Task to carry out – Transcribe the entire listing exactly as it appears.

Extracted records –
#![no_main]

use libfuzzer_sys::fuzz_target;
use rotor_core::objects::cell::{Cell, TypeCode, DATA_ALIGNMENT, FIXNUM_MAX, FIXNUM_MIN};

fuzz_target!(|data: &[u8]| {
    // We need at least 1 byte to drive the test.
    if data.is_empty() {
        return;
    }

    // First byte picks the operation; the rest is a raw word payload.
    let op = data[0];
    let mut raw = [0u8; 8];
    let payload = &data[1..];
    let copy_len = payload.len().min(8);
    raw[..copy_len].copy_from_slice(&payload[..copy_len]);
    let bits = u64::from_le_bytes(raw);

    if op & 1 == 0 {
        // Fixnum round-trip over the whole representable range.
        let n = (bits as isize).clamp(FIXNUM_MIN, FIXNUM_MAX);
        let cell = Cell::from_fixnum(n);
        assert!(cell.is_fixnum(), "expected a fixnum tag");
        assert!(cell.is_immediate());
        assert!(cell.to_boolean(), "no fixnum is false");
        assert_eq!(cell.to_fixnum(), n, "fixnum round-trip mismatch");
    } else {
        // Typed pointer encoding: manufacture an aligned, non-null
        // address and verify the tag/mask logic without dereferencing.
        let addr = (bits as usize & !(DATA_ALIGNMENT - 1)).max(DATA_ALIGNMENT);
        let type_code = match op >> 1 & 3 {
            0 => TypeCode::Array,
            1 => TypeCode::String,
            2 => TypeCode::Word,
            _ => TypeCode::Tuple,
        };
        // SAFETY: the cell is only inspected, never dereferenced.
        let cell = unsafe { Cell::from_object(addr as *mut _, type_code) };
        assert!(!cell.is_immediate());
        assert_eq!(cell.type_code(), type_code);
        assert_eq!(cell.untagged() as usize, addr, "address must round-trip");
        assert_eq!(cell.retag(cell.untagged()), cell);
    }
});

Your solution –
#![no_main]

use libfuzzer_sys::fuzz_target;
use rotor_core::objects::cell::{Cell, TypeCode, DATA_ALIGNMENT, FIXNUM_MAX, FIXNUM_MIN};

fuzz_target!(|data: &[u8]| {
    // We need at least 1 byte to drive the test.
    if data.is_empty() {
        return;
    }

    // First byte picks the operation; the rest is a raw word payload.
    let op = data[0];
    let mut raw = [0u8; 8];
    let payload = &data[1..];
    let copy_len = payload.len().min(8);
    raw[..copy_len].copy_from_slice(&payload[..copy_len]);
    let bits = u64::from_le_bytes(raw);

    if op & 1 == 0 {
        // Fixnum round-trip over the whole representable range.
        let n = (bits as isize).clamp(FIXNUM_MIN, FIXNUM_MAX);
        let cell = Cell::from_fixnum(n);
        assert!(cell.is_fixnum(), "expected a fixnum tag");
        assert!(cell.is_immediate());
        assert!(cell.to_boolean(), "no fixnum is false");
        assert_eq!(cell.to_fixnum(), n, "fixnum round-trip mismatch");
    } else {
        // Typed pointer encoding: manufacture an aligned, non-null
        // address and verify the tag/mask logic without dereferencing.
        let addr = (bits as usize & !(DATA_ALIGNMENT - 1)).max(DATA_ALIGNMENT);
        let type_code = match op >> 1 & 3 {
            0 => TypeCode::Array,
            1 => TypeCode::String,
            2 => TypeCode::Word,
            _ => TypeCode::Tuple,
        };
        // SAFETY: the cell is only inspected, never dereferenced.
        let cell = unsafe { Cell::from_object(addr as *mut _, type_code) };
        assert!(!cell.is_immediate());
        assert_eq!(cell.type_code(), type_code);
        assert_eq!(cell.untagged() as usize, addr, "address must round-trip");
        assert_eq!(cell.retag(cell.untagged()), cell);
    }
});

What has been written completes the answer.